[Chapter One] What Are Heat Exchangers?
Heat exchangers are pieces of equipment that transfer heat from one fluid to another. This process often includes a large amount of working or utility media, such as water or air, rejecting or absorbing heat from a more valuable fluid, such as crude oil, petrochemical feedstocks, or fluidized products. Heat exchangers come in a variety of shapes and sizes. The hot and cold fluids may be divided by a high-thermal-conductivity wall (often composed of steel or aluminium tube), or they may come into direct contact. The fluids might be in the same phase or have distinct phases (e.g., liquid-to-liquid, vapour-to-liquid). During the design process, the manufacturer considers changes in the phases of both fluids.
Heat exchangers are distinct from heat transfer devices driven by fuel, electricity, or nuclear power, such as boilers. Fluids must be used as both the heat source and the receiving medium. Any substance that flows under applied shear stress or an external force is referred to as a fluid, which includes liquids, gases, and vapours.

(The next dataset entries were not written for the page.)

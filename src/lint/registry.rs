//! Rule registry for managing rules.
//!
//! The [`RuleRegistry`] stores all available rules in registration order
//! and provides methods for registering, retrieving, selecting and running
//! them.

use super::report::Report;
use super::rule::{Rule, RuleContext, RuleId};
use super::rules::{EncodingRule, LanguageRule, ManifestRule, XmlFilesRule, XmlInfoRule};
use crate::config::JedConfig;
use crate::error::{JedError, Result};
use crate::manifest::SchemaCatalog;

/// Registry of all available rules.
pub struct RuleRegistry {
    rules: Vec<Box<dyn Rule>>,
}

impl RuleRegistry {
    /// Create a new empty registry.
    pub fn new() -> Self {
        Self { rules: Vec::new() }
    }

    /// Create a registry with all built-in rules, configured from `config`.
    ///
    /// Fails when `config.schemas` names a directory that cannot be loaded.
    pub fn with_builtins(config: &JedConfig) -> Result<Self> {
        let catalog = match &config.schemas {
            Some(dir) => SchemaCatalog::from_dir(dir)?,
            None => SchemaCatalog::builtin()?,
        };

        let mut registry = Self::new();
        registry.register(Box::new(ManifestRule::new(catalog)));
        registry.register(Box::new(XmlFilesRule));
        registry.register(Box::new(XmlInfoRule::from_settings(&config.info)));
        registry.register(Box::new(EncodingRule::from_settings(&config.encoding)));
        registry.register(Box::new(LanguageRule));
        Ok(registry)
    }

    /// Register a rule, replacing one with the same id.
    pub fn register(&mut self, rule: Box<dyn Rule>) {
        let id = rule.id();
        match self.rules.iter().position(|r| r.id() == id) {
            Some(i) => self.rules[i] = rule,
            None => self.rules.push(rule),
        }
    }

    /// Get a rule by ID.
    pub fn get(&self, id: &RuleId) -> Option<&dyn Rule> {
        self.rules.iter().find(|r| r.id() == *id).map(|r| r.as_ref())
    }

    /// Iterate over all rules in registration order.
    pub fn iter(&self) -> impl Iterator<Item = &dyn Rule> {
        self.rules.iter().map(|r| r.as_ref())
    }

    /// Rules to run: those in `only` (all when empty) minus `disabled`.
    ///
    /// Ids are matched case-insensitively. An id that names no rule is an
    /// error.
    pub fn select(&self, only: &[String], disabled: &[String]) -> Result<Vec<&dyn Rule>> {
        let resolve = |raw: &String| -> Result<RuleId> {
            self.iter()
                .map(|r| r.id())
                .find(|id| id.0.eq_ignore_ascii_case(raw.trim()))
                .ok_or_else(|| JedError::UnknownRule { id: raw.clone() })
        };
        let only = only.iter().map(resolve).collect::<Result<Vec<_>>>()?;
        let disabled = disabled.iter().map(resolve).collect::<Result<Vec<_>>>()?;

        Ok(self
            .iter()
            .filter(|r| only.is_empty() || only.contains(&r.id()))
            .filter(|r| !disabled.contains(&r.id()))
            .collect())
    }

    /// Get the number of registered rules.
    pub fn len(&self) -> usize {
        self.rules.len()
    }

    /// Check if the registry is empty.
    pub fn is_empty(&self) -> bool {
        self.rules.is_empty()
    }
}

impl Default for RuleRegistry {
    fn default() -> Self {
        Self::new()
    }
}

/// Run `rules` in order over the extension in `ctx`.
pub fn run(rules: &[&dyn Rule], ctx: &RuleContext) -> Result<Report> {
    let mut report = Report::new();
    for rule in rules {
        let before = report.len();
        rule.check(ctx, &mut report.for_rule(rule.id()))?;
        tracing::debug!(
            "Rule {} finished with {} diagnostics",
            rule.id(),
            report.len() - before
        );
    }
    Ok(report)
}
use std::sync::Arc;
use std::time::Duration;

use crate::telemetry::{noop_event_listener, MergeEventListener};
use crate::types::Timestamp;

/// How a sequence-population merge commits its output.
///
/// `Inplace*` back-patches merged chunks into the input files (or swaps an
/// input for its temp file, whichever moves less data). `Squeeze*` writes one
/// brand-new file containing the union of all inputs. The `MaxFiles` /
/// `MaxSeries` suffix picks the file-selection optimization target.
#[derive(Debug, Clone, Copy, PartialEq, Eq)]
pub enum SeqMergeFileStrategy {
    InplaceMaxFiles,
    InplaceMaxSeries,
    SqueezeMaxFiles,
    SqueezeMaxSeries,
    SimpleMaxFiles,
}

impl SeqMergeFileStrategy {
    /// Whether this strategy commits through the single-output squeeze path.
    pub fn is_squeeze(self) -> bool {
        matches!(
            self,
            SeqMergeFileStrategy::SqueezeMaxFiles
                | SeqMergeFileStrategy::SqueezeMaxSeries
                | SeqMergeFileStrategy::SimpleMaxFiles
        )
    }

    /// Whether selection should maximize concurrently merged series instead of files.
    pub fn is_max_series(self) -> bool {
        matches!(
            self,
            SeqMergeFileStrategy::InplaceMaxSeries | SeqMergeFileStrategy::SqueezeMaxSeries
        )
    }
}

/// Commit strategy for size-driven compaction (level promotion).
#[derive(Debug, Clone, Copy, PartialEq, Eq)]
pub enum SizeMergeFileStrategy {
    SimpleMaxFiles,
}

/// Selection optimization target for size-driven compaction.
#[derive(Debug, Clone, Copy, PartialEq, Eq)]
pub enum SizeSelectorStrategy {
    MaxFiles,
    MaxSeries,
}

/// Configuration options for the merge engine.
#[derive(Debug, Clone)]
pub struct MergeConfig {
    /// Number of top-level merge worker threads; clamped to at least 1.
    pub merge_thread_num: usize,
    /// Chunk-merge sub-workers available to each task.
    pub merge_chunk_sub_thread_num: usize,
    /// Number of series merged concurrently within one task.
    pub concurrent_merge_series_num: usize,
    /// Memory budget in bytes for file selection.
    pub merge_memory_budget: u64,
    /// Wall-clock cap on file selection.
    pub merge_file_selection_time_budget: Duration,
    /// Minimum chunk size considered "big enough" to copy verbatim; `-1`
    /// disables the check. Also the flush threshold for the in-memory chunk
    /// writer (`min_chunk_point_num`).
    pub chunk_merge_point_threshold: i64,
    /// Commit strategy for sequence merges.
    pub seq_merge_file_strategy: SeqMergeFileStrategy,
    /// Commit strategy for size-driven compaction.
    pub size_merge_file_strategy: SizeMergeFileStrategy,
    /// Selection target for size-driven compaction.
    pub merge_size_selector_strategy: SizeSelectorStrategy,
    /// If true, the chunk merger never leaves chunks unmerged (the "Skip" case
    /// is disabled).
    pub force_full_merge: bool,
    /// Whether startup recovery re-submits a rolled-back mid-flight merge.
    pub continue_merge_after_reboot: bool,
    /// Poll interval of the background leveled compactor.
    pub merge_interval: Duration,
    /// Number of sequence levels.
    pub seq_level_num: usize,
    /// Number of unsequence levels.
    pub unseq_level_num: usize,
    /// Files per sequence level before promotion triggers.
    pub seq_file_num_in_each_level: usize,
    /// Files per unsequence level before promotion triggers.
    pub unseq_file_num_in_each_level: usize,
    /// Whether unsequence data is ever merged into the sequence population at
    /// the level boundary.
    pub enable_unseq_compaction: bool,
    /// Retention horizon: segments whose newest data is at or below this bound
    /// are never selected. `i64::MIN` disables the filter.
    pub time_lower_bound: Timestamp,
    /// Cap on concurrently open segment readers per merge (LRU-evicted beyond).
    pub reader_cache_cap: usize,
    /// Structured event hook for observability (no-op by default).
    pub event_listener: Arc<dyn MergeEventListener>,
}

impl Default for MergeConfig {
    fn default() -> Self {
        MergeConfig {
            merge_thread_num: 1,
            merge_chunk_sub_thread_num: 4,
            concurrent_merge_series_num: 1,
            merge_memory_budget: 2 * 1024 * 1024 * 1024,
            merge_file_selection_time_budget: Duration::from_secs(30),
            chunk_merge_point_threshold: 100_000,
            seq_merge_file_strategy: SeqMergeFileStrategy::InplaceMaxFiles,
            size_merge_file_strategy: SizeMergeFileStrategy::SimpleMaxFiles,
            merge_size_selector_strategy: SizeSelectorStrategy::MaxFiles,
            force_full_merge: false,
            continue_merge_after_reboot: false,
            merge_interval: Duration::from_secs(2),
            seq_level_num: 2,
            unseq_level_num: 1,
            seq_file_num_in_each_level: 4,
            unseq_file_num_in_each_level: 4,
            enable_unseq_compaction: true,
            time_lower_bound: i64::MIN,
            reader_cache_cap: 64,
            event_listener: noop_event_listener(),
        }
    }
}

impl MergeConfig {
    /// Normalizes nonsensical values the way the engine expects them: thread
    /// counts and level shapes are clamped to at least 1.
    pub fn sanitized(mut self) -> Self {
        self.merge_thread_num = self.merge_thread_num.max(1);
        self.merge_chunk_sub_thread_num = self.merge_chunk_sub_thread_num.max(1);
        self.concurrent_merge_series_num = self.concurrent_merge_series_num.max(1);
        self.seq_level_num = self.seq_level_num.max(1);
        self.unseq_level_num = self.unseq_level_num.max(1);
        self.seq_file_num_in_each_level = self.seq_file_num_in_each_level.max(1);
        self.unseq_file_num_in_each_level = self.unseq_file_num_in_each_level.max(1);
        self.reader_cache_cap = self.reader_cache_cap.max(1);
        self
    }
}

#[cfg(test)]
mod tests {
    use super::*;

    #[test]
    fn test_sanitize_clamps_zeroes() {
        let cfg = MergeConfig {
            merge_thread_num: 0,
            merge_chunk_sub_thread_num: 0,
            seq_level_num: 0,
            ..MergeConfig::default()
        }
        .sanitized();
        assert_eq!(cfg.merge_thread_num, 1);
        assert_eq!(cfg.merge_chunk_sub_thread_num, 1);
        assert_eq!(cfg.seq_level_num, 1);
    }

    #[test]
    fn test_strategy_classification() {
        assert!(SeqMergeFileStrategy::SqueezeMaxFiles.is_squeeze());
        assert!(SeqMergeFileStrategy::SimpleMaxFiles.is_squeeze());
        assert!(!SeqMergeFileStrategy::InplaceMaxFiles.is_squeeze());
        assert!(SeqMergeFileStrategy::InplaceMaxSeries.is_max_series());
        assert!(!SeqMergeFileStrategy::SimpleMaxFiles.is_max_series());
    }
}
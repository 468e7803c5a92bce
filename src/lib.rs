#![doc = r#"
seamer: Compaction/Merge Engine for Time-Series Segment Stores

This crate provides the merge core of a time-series storage system: it rewrites
the ordered ("sequence") and overlapping ("unsequence") segment populations of
a storage group into fewer, larger, non-overlapping segment files. It combines:
- Multi-way ordered merge across segments honouring per-series deletion tombstones
- Memory-bounded file selection (max-files and max-series strategies)
- A crash-safe rewrite protocol with a write-ahead merge journal and two commit
  strategies (in-place chunk back-patch vs. whole-file squeeze)
- A bounded-parallelism scheduler fanning merge work out across series while
  serializing writes per output file
- A tiered background compactor promoting files between levels

See the README for usage examples and more details.
"#]
// Declare modules
pub mod catalogue;
pub mod chunk_merge;
pub mod commit;
pub mod config;
pub mod error;
pub mod format;
pub mod journal;
pub mod levels;
pub mod point_reader;
pub mod recover;
pub mod resource;
pub mod scheduler;
pub mod segment;
pub mod selector;
pub mod squeeze;
pub mod task;
pub mod telemetry;
pub mod types;

/// Background compactor and level index; main entry point.
pub use crate::levels::LeveledCompactor;
/// Configuration options for the merge engine.
pub use crate::config::{MergeConfig, SeqMergeFileStrategy};
/// Error type for merge operations.
pub use crate::error::MergeError;
/// Schema catalogue consumed by the merge core.
pub use crate::catalogue::{Catalogue, InMemoryCatalogue};
/// Segment handle and filename identity.
pub use crate::segment::{Segment, SegmentName, Tombstone};
/// Structured event hook for observability.
pub use crate::telemetry::{MergeEvent, MergeEventListener};
/// Scalar value model.
pub use crate::types::{DataType, FieldValue, SeriesPath, TimeValuePair, Timestamp};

Heat exchangers are utilised in a variety of sectors, including food, pharmaceuticals, bioprocessing, and chemical manufacture, where heating or cooling is the last or intermediate stage in preparing fluids for future processing. Microorganisms in food and medicinal items can also be sterilised using them. The usage of heat exchangers is appropriate in a variety of situations. High-temperature exhaust gases from power plants and engines, for example, contain a significant quantity of heat that may be recovered by placing a heat exchanger before the chimney.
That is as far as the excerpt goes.